§ WHAT IS EXPECTED
Restate word for word the entries below, starting with the line with "All operations are" and continuing through the line with "pub enum SubmissionStage". Include both of those lines and no others.

---+---

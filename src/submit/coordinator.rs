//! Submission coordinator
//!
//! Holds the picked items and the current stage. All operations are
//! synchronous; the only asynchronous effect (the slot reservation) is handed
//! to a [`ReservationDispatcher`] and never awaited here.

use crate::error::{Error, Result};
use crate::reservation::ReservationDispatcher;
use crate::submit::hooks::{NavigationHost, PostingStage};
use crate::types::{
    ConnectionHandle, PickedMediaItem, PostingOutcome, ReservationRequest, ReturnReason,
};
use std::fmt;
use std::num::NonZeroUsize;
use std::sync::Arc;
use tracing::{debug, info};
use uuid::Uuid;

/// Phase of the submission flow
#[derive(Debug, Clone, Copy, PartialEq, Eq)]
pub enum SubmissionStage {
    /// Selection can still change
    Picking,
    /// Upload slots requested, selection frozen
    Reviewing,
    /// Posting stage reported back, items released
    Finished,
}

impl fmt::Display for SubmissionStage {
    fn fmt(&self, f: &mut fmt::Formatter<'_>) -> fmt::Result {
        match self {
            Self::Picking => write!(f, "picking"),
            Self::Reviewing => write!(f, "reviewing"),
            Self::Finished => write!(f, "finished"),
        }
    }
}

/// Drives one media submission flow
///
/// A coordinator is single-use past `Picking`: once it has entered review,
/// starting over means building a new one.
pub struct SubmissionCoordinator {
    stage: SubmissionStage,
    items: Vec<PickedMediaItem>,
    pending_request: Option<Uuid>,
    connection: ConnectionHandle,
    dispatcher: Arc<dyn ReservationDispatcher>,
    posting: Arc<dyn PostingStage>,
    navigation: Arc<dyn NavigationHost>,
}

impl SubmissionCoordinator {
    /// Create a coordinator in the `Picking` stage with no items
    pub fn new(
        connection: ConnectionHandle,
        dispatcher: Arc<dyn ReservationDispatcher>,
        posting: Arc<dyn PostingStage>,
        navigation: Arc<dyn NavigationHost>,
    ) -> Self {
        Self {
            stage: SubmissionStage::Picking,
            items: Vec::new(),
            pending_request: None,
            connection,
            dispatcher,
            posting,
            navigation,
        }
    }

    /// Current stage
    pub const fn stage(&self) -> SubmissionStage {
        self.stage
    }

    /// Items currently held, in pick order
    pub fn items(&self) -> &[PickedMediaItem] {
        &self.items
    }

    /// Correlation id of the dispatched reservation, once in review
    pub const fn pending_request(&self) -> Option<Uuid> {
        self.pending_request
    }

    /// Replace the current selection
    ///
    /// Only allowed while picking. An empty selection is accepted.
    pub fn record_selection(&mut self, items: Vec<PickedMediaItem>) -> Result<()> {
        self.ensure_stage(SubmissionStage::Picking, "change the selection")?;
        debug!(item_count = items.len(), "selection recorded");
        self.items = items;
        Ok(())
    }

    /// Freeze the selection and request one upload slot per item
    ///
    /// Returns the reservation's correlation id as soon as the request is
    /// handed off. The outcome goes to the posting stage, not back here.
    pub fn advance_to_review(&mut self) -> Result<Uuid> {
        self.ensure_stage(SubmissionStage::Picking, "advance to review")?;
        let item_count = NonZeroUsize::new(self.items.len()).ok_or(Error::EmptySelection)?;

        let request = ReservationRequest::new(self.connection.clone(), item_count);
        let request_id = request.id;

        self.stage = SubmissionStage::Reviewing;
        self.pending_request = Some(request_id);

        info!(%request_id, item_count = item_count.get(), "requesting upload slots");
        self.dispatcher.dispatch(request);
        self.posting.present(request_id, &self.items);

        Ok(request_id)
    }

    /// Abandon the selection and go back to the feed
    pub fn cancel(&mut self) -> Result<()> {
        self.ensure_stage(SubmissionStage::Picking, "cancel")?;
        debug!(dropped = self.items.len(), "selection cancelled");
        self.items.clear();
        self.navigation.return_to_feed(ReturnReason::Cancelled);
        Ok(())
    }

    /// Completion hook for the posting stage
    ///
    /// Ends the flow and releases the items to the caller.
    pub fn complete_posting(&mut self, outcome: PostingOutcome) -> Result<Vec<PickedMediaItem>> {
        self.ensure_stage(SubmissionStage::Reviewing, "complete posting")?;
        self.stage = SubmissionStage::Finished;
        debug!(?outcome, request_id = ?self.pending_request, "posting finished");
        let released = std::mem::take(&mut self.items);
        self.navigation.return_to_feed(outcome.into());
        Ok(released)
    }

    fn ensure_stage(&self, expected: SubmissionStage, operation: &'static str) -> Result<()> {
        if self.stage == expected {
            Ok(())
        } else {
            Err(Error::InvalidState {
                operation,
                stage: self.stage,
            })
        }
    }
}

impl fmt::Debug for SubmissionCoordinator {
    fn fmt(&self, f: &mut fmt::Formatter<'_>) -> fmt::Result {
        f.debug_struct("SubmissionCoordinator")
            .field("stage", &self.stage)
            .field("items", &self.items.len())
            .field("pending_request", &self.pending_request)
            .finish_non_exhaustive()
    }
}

---+---

§ REPLY
//! Holds the picked items and the current stage. All operations are
//! synchronous; the only asynchronous effect (the slot reservation) is handed
//! to a [`ReservationDispatcher`] and never awaited here.

use crate::error::{Error, Result};
use crate::reservation::ReservationDispatcher;
use crate::submit::hooks::{NavigationHost, PostingStage};
use crate::types::{
    ConnectionHandle, PickedMediaItem, PostingOutcome, ReservationRequest, ReturnReason,
};
use std::fmt;
use std::num::NonZeroUsize;
use std::sync::Arc;
use tracing::{debug, info};
use uuid::Uuid;

/// Phase of the submission flow
#[derive(Debug, Clone, Copy, PartialEq, Eq)]
pub enum SubmissionStage {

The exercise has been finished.